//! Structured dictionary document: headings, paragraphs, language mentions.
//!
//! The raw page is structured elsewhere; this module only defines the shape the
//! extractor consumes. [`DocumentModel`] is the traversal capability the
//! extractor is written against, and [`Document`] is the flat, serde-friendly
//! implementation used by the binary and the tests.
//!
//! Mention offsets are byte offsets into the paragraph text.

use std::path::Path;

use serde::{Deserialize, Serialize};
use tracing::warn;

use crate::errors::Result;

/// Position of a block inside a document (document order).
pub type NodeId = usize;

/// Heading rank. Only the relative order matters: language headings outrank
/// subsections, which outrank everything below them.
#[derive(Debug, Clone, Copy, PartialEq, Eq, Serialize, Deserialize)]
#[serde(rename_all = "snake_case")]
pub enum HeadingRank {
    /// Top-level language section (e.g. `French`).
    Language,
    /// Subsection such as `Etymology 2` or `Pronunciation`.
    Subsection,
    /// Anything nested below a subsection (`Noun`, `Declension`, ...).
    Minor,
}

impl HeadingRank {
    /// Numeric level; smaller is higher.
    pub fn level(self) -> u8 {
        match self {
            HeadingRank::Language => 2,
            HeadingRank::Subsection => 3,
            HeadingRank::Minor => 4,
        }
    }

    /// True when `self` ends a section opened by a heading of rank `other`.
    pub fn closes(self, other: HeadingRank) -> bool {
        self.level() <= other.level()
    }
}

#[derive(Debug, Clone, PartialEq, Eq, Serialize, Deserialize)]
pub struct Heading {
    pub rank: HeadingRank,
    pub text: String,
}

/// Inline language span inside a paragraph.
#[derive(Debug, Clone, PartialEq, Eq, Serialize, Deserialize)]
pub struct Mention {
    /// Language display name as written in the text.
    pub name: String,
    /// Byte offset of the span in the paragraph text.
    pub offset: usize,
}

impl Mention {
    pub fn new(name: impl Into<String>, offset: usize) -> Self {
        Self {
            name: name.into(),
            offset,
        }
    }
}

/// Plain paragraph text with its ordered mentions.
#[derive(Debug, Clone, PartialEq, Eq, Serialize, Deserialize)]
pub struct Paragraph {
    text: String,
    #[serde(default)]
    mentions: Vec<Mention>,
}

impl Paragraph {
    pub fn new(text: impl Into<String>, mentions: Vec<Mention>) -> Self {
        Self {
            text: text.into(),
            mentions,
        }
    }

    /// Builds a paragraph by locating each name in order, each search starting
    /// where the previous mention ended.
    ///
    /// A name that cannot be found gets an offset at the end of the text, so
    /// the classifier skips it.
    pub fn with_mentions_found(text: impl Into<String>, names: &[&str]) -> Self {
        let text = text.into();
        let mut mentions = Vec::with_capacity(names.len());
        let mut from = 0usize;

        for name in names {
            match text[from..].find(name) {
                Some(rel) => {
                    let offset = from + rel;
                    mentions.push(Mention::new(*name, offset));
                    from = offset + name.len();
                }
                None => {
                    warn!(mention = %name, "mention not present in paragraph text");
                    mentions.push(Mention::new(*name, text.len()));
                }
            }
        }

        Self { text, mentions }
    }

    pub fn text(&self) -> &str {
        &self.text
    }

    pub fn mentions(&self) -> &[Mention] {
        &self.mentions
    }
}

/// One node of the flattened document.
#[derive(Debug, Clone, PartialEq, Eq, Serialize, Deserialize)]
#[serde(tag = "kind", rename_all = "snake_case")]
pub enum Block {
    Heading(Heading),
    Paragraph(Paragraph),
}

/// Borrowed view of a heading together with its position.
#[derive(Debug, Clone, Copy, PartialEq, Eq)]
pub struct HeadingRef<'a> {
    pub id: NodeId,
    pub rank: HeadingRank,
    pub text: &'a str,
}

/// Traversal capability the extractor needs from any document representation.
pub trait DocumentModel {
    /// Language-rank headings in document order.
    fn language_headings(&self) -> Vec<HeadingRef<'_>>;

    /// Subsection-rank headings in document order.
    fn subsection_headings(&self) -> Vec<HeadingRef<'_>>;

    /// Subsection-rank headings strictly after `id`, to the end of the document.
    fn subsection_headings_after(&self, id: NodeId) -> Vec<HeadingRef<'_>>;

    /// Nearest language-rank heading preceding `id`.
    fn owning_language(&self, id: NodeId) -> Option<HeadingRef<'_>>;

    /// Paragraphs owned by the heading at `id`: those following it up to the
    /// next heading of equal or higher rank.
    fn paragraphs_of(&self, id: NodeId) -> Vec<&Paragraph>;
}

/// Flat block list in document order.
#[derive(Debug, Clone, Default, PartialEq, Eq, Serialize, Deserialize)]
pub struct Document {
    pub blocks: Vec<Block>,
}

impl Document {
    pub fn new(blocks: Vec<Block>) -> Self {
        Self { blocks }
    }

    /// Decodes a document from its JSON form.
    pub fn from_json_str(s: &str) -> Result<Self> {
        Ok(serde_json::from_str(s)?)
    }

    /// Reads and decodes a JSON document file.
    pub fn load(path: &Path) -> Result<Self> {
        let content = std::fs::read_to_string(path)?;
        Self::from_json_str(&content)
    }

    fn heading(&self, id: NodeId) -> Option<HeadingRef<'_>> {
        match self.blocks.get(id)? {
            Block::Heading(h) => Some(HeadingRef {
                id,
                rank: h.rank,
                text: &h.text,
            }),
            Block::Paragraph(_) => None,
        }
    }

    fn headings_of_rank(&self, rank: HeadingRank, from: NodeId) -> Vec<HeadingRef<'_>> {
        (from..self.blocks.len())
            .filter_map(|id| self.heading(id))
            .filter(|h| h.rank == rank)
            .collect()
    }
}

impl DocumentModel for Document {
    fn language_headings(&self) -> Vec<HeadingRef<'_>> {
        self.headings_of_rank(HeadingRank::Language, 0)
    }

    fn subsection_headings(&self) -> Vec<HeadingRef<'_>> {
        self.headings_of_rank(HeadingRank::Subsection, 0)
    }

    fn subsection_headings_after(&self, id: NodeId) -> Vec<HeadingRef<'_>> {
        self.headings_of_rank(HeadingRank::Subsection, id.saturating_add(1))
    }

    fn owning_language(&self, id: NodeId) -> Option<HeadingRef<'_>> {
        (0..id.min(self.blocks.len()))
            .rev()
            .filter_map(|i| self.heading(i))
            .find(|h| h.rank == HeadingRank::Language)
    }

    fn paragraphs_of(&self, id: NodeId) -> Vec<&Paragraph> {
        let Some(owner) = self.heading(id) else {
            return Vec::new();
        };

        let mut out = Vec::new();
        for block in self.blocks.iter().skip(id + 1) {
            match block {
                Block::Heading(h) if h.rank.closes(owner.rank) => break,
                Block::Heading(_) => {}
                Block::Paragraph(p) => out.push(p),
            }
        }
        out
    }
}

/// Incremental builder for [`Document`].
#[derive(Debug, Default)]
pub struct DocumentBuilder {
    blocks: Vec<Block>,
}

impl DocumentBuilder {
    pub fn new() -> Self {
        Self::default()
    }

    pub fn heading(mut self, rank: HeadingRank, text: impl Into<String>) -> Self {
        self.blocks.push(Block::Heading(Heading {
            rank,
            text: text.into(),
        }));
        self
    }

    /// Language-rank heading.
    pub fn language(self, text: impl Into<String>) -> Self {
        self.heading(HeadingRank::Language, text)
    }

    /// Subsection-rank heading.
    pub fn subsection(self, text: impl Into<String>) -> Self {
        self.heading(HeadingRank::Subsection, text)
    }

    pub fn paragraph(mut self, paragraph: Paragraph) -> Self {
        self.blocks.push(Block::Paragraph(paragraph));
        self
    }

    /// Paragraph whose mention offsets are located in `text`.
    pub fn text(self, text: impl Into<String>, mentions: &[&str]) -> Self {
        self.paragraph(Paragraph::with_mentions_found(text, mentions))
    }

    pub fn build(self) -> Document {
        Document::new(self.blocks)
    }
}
= = = = =
- ACTION ITEM
What is needed is an exact copy of the line containing "pub fn new()" and each line after it, through the final line of the entries above.

- EXERCISE OUTPUT
    pub fn new() -> Self {
        Self::default()
    }

    pub fn heading(mut self, rank: HeadingRank, text: impl Into<String>) -> Self {
        self.blocks.push(Block::Heading(Heading {
            rank,
            text: text.into(),
        }));
        self
    }

    /// Language-rank heading.
    pub fn language(self, text: impl Into<String>) -> Self {
        self.heading(HeadingRank::Language, text)
    }

    /// Subsection-rank heading.
    pub fn subsection(self, text: impl Into<String>) -> Self {
        self.heading(HeadingRank::Subsection, text)
    }

    pub fn paragraph(mut self, paragraph: Paragraph) -> Self {
        self.blocks.push(Block::Paragraph(paragraph));
        self
    }

    /// Paragraph whose mention offsets are located in `text`.
    pub fn text(self, text: impl Into<String>, mentions: &[&str]) -> Self {
        self.paragraph(Paragraph::with_mentions_found(text, mentions))
    }

    pub fn build(self) -> Document {
        Document::new(self.blocks)
    }
}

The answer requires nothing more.